-- EXERCISE DATA follows --

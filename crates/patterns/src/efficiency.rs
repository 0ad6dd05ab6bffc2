//! Efficiency scoring over a batch of sessions.

use crate::types::{
    EfficiencyEvaluation, EfficiencyIssue, EfficiencyMetrics, IssueType, Priority,
    Recommendation, RecommendationType, SessionMetrics, Severity, ToolInvocation, ToolResult,
};
use std::collections::HashSet;
use tracing::debug;

/// Error rate above which a `high_error_rate` issue is raised.
pub const HIGH_ERROR_RATE_THRESHOLD: f64 = 0.10;
const SEVERE_ERROR_RATE: f64 = 0.20;
/// Retry rate above which an `excessive_retries` issue is raised.
pub const EXCESSIVE_RETRY_THRESHOLD: f64 = 0.15;
const SEVERE_RETRY_RATE: f64 = 0.25;

const MAX_ERROR_PENALTY: f64 = 30.0;
const MAX_RETRY_PENALTY: f64 = 20.0;

/// Tools whose consecutive calls on one file count as retries.
const RETRY_TOOLS: &[&str] = &["Edit", "Write"];

/// Score the batch and report the issues it shows.
///
/// Error totals come from `session_metrics`. When no session metrics are
/// given, errors are counted from `results` against the number of
/// invocations instead.
pub fn evaluate_efficiency(
    invocations: &[ToolInvocation],
    results: &[ToolResult],
    session_metrics: &[SessionMetrics],
) -> EfficiencyEvaluation {
    let (total_calls, total_errors) = if session_metrics.is_empty() {
        (
            invocations.len(),
            results.iter().filter(|r| r.is_error).count(),
        )
    } else {
        (
            session_metrics.iter().map(|m| m.total_tool_calls).sum(),
            session_metrics.iter().map(|m| m.error_count).sum(),
        )
    };
    let error_rate = ratio(total_errors, total_calls);

    let mut issues = Vec::new();
    let mut recommendations = Vec::new();

    if error_rate > HIGH_ERROR_RATE_THRESHOLD {
        issues.push(EfficiencyIssue {
            issue_type: IssueType::HighErrorRate,
            severity: if error_rate > SEVERE_ERROR_RATE {
                Severity::High
            } else {
                Severity::Medium
            },
            description: format!("Overall error rate is {:.1}%", error_rate * 100.0),
            affected_sessions: session_metrics
                .iter()
                .filter(|m| m.error_rate > HIGH_ERROR_RATE_THRESHOLD)
                .map(|m| m.session_id.clone())
                .collect(),
            suggested_fix: Some(
                "Review error patterns and consider adding validation steps".to_string(),
            ),
        });
        recommendations.push(Recommendation {
            id: "reduce-errors".to_string(),
            recommendation_type: RecommendationType::WorkflowImprovement,
            priority: Priority::High,
            title: "Reduce Tool Execution Errors".to_string(),
            description: "High error rate detected. Consider adding pre-validation steps or error handling patterns.".to_string(),
            expected_benefit: "Reduced retry attempts and faster task completion".to_string(),
            related_patterns: Vec::new(),
        });
    }

    let retries = count_retries(invocations);
    let retry_rate = ratio(retries, invocations.len());

    if retry_rate > EXCESSIVE_RETRY_THRESHOLD {
        issues.push(EfficiencyIssue {
            issue_type: IssueType::ExcessiveRetries,
            severity: if retry_rate > SEVERE_RETRY_RATE {
                Severity::High
            } else {
                Severity::Medium
            },
            description: format!("Retry rate is {:.1}%", retry_rate * 100.0),
            affected_sessions: session_metrics
                .iter()
                .map(|m| m.session_id.clone())
                .collect(),
            suggested_fix: Some(
                "Consider reading files before editing to understand context".to_string(),
            ),
        });
    }

    let tool_diversity = invocations
        .iter()
        .map(|c| c.tool_name.as_str())
        .collect::<HashSet<_>>()
        .len();
    let user_messages: usize = session_metrics.iter().map(|m| m.user_message_count).sum();
    let average_tools_per_task = if user_messages > 0 {
        total_calls as f64 / user_messages as f64
    } else {
        0.0
    };

    let overall_score = efficiency_score(error_rate, retry_rate);
    debug!(
        error_rate,
        retry_rate,
        overall_score,
        issues = issues.len(),
        "Efficiency evaluated"
    );

    EfficiencyEvaluation {
        overall_score,
        metrics: EfficiencyMetrics {
            error_rate,
            retry_rate,
            tool_diversity,
            average_tools_per_task,
        },
        issues,
        recommendations,
    }
}

/// Count Edit/Write calls that target the same file as the Edit/Write
/// immediately before them. Any other tool resets the tracker.
pub fn count_retries(invocations: &[ToolInvocation]) -> usize {
    let mut retries = 0;
    let mut last_file: Option<&str> = None;

    for call in invocations {
        if RETRY_TOOLS.contains(&call.tool_name.as_str()) {
            let path = call.file_path.as_deref();
            if path.is_some() && path == last_file {
                retries += 1;
            }
            last_file = path;
        } else {
            last_file = None;
        }
    }

    retries
}

/// `100 - min(error_rate * 100, 30) - min(retry_rate * 50, 20)`, floored at 0.
pub fn efficiency_score(error_rate: f64, retry_rate: f64) -> f64 {
    let error_penalty = (error_rate * 100.0).min(MAX_ERROR_PENALTY);
    let retry_penalty = (retry_rate * 50.0).min(MAX_RETRY_PENALTY);
    (100.0 - error_penalty - retry_penalty).max(0.0)
}

fn ratio(part: usize, whole: usize) -> f64 {
    if whole == 0 {
        0.0
    } else {
        part as f64 / whole as f64
    }
}

#[cfg(test)]
mod tests {
    use super::*;
    use serde_json::json;

    fn call(name: &str, file: Option<&str>) -> ToolInvocation {
        let input = match file {
            Some(path) => json!({ "file_path": path }),
            None => json!({}),
        };
        ToolInvocation::new("2025-01-18T10:00:00Z", name, input)
    }

    fn metrics(id: &str, calls: usize, errors: usize, users: usize) -> SessionMetrics {
        SessionMetrics {
            session_id: id.to_string(),
            total_tool_calls: calls,
            error_count: errors,
            error_rate: ratio(errors, calls),
            user_message_count: users,
            ..Default::default()
        }
    }

    #[test]
    fn test_retry_on_same_file() {
        let calls = vec![
            call("Edit", Some("a.rs")),
            call("Edit", Some("a.rs")),
            call("Edit", Some("b.rs")),
        ];
        assert_eq!(count_retries(&calls), 1);
    }

    #[test]
    fn test_other_tool_resets_retry_tracker() {
        let calls = vec![
            call("Edit", Some("a.rs")),
            call("Read", Some("a.rs")),
            call("Write", Some("a.rs")),
            call("Write", Some("a.rs")),
        ];
        assert_eq!(count_retries(&calls), 1);
    }

    #[test]
    fn test_edits_without_path_are_not_retries() {
        let calls = vec![call("Edit", None), call("Edit", None)];
        assert_eq!(count_retries(&calls), 0);
    }

    #[test]
    fn test_high_error_rate_is_severe_above_twenty_percent() {
        let calls: Vec<ToolInvocation> = (0..10).map(|_| call("Read", None)).collect();
        let sessions = vec![metrics("s1", 10, 3, 2)];

        let eval = evaluate_efficiency(&calls, &[], &sessions);
        assert!((eval.metrics.error_rate - 0.3).abs() < 1e-9);
        assert_eq!(eval.issues.len(), 1);
        assert_eq!(eval.issues[0].issue_type, IssueType::HighErrorRate);
        assert_eq!(eval.issues[0].severity, Severity::High);
        assert_eq!(eval.issues[0].description, "Overall error rate is 30.0%");
        assert_eq!(eval.issues[0].affected_sessions, vec!["s1"]);
        assert_eq!(eval.recommendations[0].id, "reduce-errors");
        assert!((eval.overall_score - 70.0).abs() < 1e-9);
        assert!((eval.metrics.average_tools_per_task - 5.0).abs() < 1e-9);
    }

    #[test]
    fn test_moderate_error_rate_is_medium() {
        let sessions = vec![metrics("s1", 20, 3, 1), metrics("s2", 10, 1, 1)];
        let eval = evaluate_efficiency(&[], &[], &sessions);

        assert_eq!(eval.issues[0].severity, Severity::Medium);
        assert_eq!(eval.issues[0].affected_sessions, vec!["s1"]);
    }

    #[test]
    fn test_error_rate_falls_back_to_results() {
        let calls: Vec<ToolInvocation> = (0..4).map(|_| call("Bash", None)).collect();
        let results = vec![
            ToolResult {
                timestamp: "2025-01-18T10:00:00Z".into(),
                tool_use_id: "t1".into(),
                tool_name: "Bash".into(),
                is_error: true,
                error_message: None,
            },
            ToolResult {
                timestamp: "2025-01-18T10:00:01Z".into(),
                tool_use_id: "t2".into(),
                tool_name: "Bash".into(),
                is_error: false,
                error_message: None,
            },
        ];

        let eval = evaluate_efficiency(&calls, &results, &[]);
        assert!((eval.metrics.error_rate - 0.25).abs() < 1e-9);
        assert!(eval.issues[0].affected_sessions.is_empty());
    }

    #[test]
    fn test_excessive_retries_affect_every_session() {
        let calls = vec![
            call("Edit", Some("a.rs")),
            call("Edit", Some("a.rs")),
            call("Edit", Some("a.rs")),
            call("Read", None),
        ];
        let sessions = vec![metrics("s1", 4, 0, 1), metrics("s2", 0, 0, 0)];

        let eval = evaluate_efficiency(&calls, &[], &sessions);
        assert_eq!(eval.issues.len(), 1);
        assert_eq!(eval.issues[0].issue_type, IssueType::ExcessiveRetries);
        assert_eq!(eval.issues[0].severity, Severity::High);
        assert_eq!(eval.issues[0].description, "Retry rate is 50.0%");
        assert_eq!(eval.issues[0].affected_sessions, vec!["s1", "s2"]);
        assert!((eval.overall_score - 80.0).abs() < 1e-9);
    }

    #[test]
    fn test_empty_batch_scores_full_marks() {
        let eval = evaluate_efficiency(&[], &[], &[]);
        assert_eq!(eval.overall_score, 100.0);
        assert_eq!(eval.metrics.tool_diversity, 0);
        assert!(eval.issues.is_empty());
        assert!(eval.recommendations.is_empty());
    }

    #[test]
    fn test_tool_diversity_counts_distinct_names() {
        let calls = vec![call("Read", None), call("Edit", None), call("Read", None)];
        let eval = evaluate_efficiency(&calls, &[], &[]);
        assert_eq!(eval.metrics.tool_diversity, 2);
    }
}

#[cfg(test)]
mod proptest_tests {
    use super::*;
    use proptest::prelude::*;

    proptest! {
        /// Property: the score always lands in [0, 100].
        #[test]
        fn score_is_bounded(error_rate in 0.0f64..=10.0, retry_rate in 0.0f64..=10.0) {
            let score = efficiency_score(error_rate, retry_rate);
            prop_assert!((0.0..=100.0).contains(&score));
            prop_assert!(score >= 50.0);
        }

        /// Property: evaluation of arbitrary session totals stays in bounds.
        #[test]
        fn evaluation_score_is_bounded(
            totals in prop::collection::vec((0usize..50, 0usize..50), 0..6)
        ) {
            let sessions: Vec<SessionMetrics> = totals
                .iter()
                .enumerate()
                .map(|(i, (calls, errors))| SessionMetrics {
                    session_id: format!("s{i}"),
                    total_tool_calls: *calls,
                    error_count: *errors,
                    ..Default::default()
                })
                .collect();
            let eval = evaluate_efficiency(&[], &[], &sessions);
            prop_assert!((0.0..=100.0).contains(&eval.overall_score));
        }
    }
}
//! Sequence extraction: reduce a raw tool log to the calls that take part in mining.

use crate::types::ToolInvocation;
use std::collections::HashSet;
use tracing::warn;

/// Return the invocations whose tool is not excluded, in their original order.
///
/// Records with an empty tool name or a timestamp that is not RFC 3339 are
/// skipped with a warning; the rest of the batch is still processed.
pub fn extract_sequence<'a>(
    invocations: &'a [ToolInvocation],
    exclude_tools: &HashSet<&str>,
) -> Vec<&'a ToolInvocation> {
    let mut sequence = Vec::with_capacity(invocations.len());

    for (index, invocation) in invocations.iter().enumerate() {
        if invocation.tool_name.trim().is_empty() {
            warn!(index, "Skipping tool invocation without a tool name");
            continue;
        }
        if chrono::DateTime::parse_from_rfc3339(&invocation.timestamp).is_err() {
            warn!(
                index,
                tool = %invocation.tool_name,
                timestamp = %invocation.timestamp,
                "Skipping tool invocation with unparseable timestamp"
            );
            continue;
        }
        if exclude_tools.contains(invocation.tool_name.as_str()) {
            continue;
        }
        sequence.push(invocation);
    }

    sequence
}

#[cfg(test)]
mod tests {
    use super::*;
    use serde_json::json;

    fn call(ts: &str, name: &str) -> ToolInvocation {
        ToolInvocation::new(ts, name, json!({}))
    }

    #[test]
    fn test_empty_input_yields_empty_sequence() {
        assert!(extract_sequence(&[], &HashSet::new()).is_empty());
    }

    #[test]
    fn test_excluded_tools_are_dropped_in_order() {
        let calls = vec![
            call("2025-01-18T10:00:00Z", "Read"),
            call("2025-01-18T10:00:01Z", "TodoWrite"),
            call("2025-01-18T10:00:02Z", "Edit"),
        ];
        let exclude: HashSet<&str> = ["TodoWrite"].into_iter().collect();
        let names: Vec<&str> = extract_sequence(&calls, &exclude)
            .iter()
            .map(|c| c.tool_name.as_str())
            .collect();
        assert_eq!(names, vec!["Read", "Edit"]);
    }

    #[test]
    fn test_malformed_records_are_skipped() {
        let calls = vec![
            call("2025-01-18T10:00:00Z", "Read"),
            call("yesterday", "Edit"),
            call("2025-01-18T10:00:02Z", ""),
            call("2025-01-18T10:00:03Z", "Bash"),
        ];
        let names: Vec<&str> = extract_sequence(&calls, &HashSet::new())
            .iter()
            .map(|c| c.tool_name.as_str())
            .collect();
        assert_eq!(names, vec!["Read", "Bash"]);
    }

    #[test]
    fn test_context_fields_are_carried_through() {
        let calls = vec![ToolInvocation::new(
            "2025-01-18T10:00:00Z",
            "Bash",
            json!({"command": "git status"}),
        )
        .with_session("s1")];
        let seq = extract_sequence(&calls, &HashSet::new());
        assert_eq!(seq[0].bash_command.as_deref(), Some("git status"));
        assert_eq!(seq[0].session_id.as_deref(), Some("s1"));
    }
}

-- EXERCISE DATA concluded --

Starting at the first line of the records above, please copy each line exactly until you reach the line containing "let error_rate = ratio(total_errors, total_calls);". Include that line and stop there.

filename crates/patterns/src/efficiency.rs
repository 0ad6dd05ab6bffc2
//! Efficiency scoring over a batch of sessions.

use crate::types::{
    EfficiencyEvaluation, EfficiencyIssue, EfficiencyMetrics, IssueType, Priority,
    Recommendation, RecommendationType, SessionMetrics, Severity, ToolInvocation, ToolResult,
};
use std::collections::HashSet;
use tracing::debug;

/// Error rate above which a `high_error_rate` issue is raised.
pub const HIGH_ERROR_RATE_THRESHOLD: f64 = 0.10;
const SEVERE_ERROR_RATE: f64 = 0.20;
/// Retry rate above which an `excessive_retries` issue is raised.
pub const EXCESSIVE_RETRY_THRESHOLD: f64 = 0.15;
const SEVERE_RETRY_RATE: f64 = 0.25;

const MAX_ERROR_PENALTY: f64 = 30.0;
const MAX_RETRY_PENALTY: f64 = 20.0;

/// Tools whose consecutive calls on one file count as retries.
const RETRY_TOOLS: &[&str] = &["Edit", "Write"];

/// Score the batch and report the issues it shows.
///
/// Error totals come from `session_metrics`. When no session metrics are
/// given, errors are counted from `results` against the number of
/// invocations instead.
pub fn evaluate_efficiency(
    invocations: &[ToolInvocation],
    results: &[ToolResult],
    session_metrics: &[SessionMetrics],
) -> EfficiencyEvaluation {
    let (total_calls, total_errors) = if session_metrics.is_empty() {
        (
            invocations.len(),
            results.iter().filter(|r| r.is_error).count(),
        )
    } else {
        (
            session_metrics.iter().map(|m| m.total_tool_calls).sum(),
            session_metrics.iter().map(|m| m.error_count).sum(),
        )
    };
    let error_rate = ratio(total_errors, total_calls);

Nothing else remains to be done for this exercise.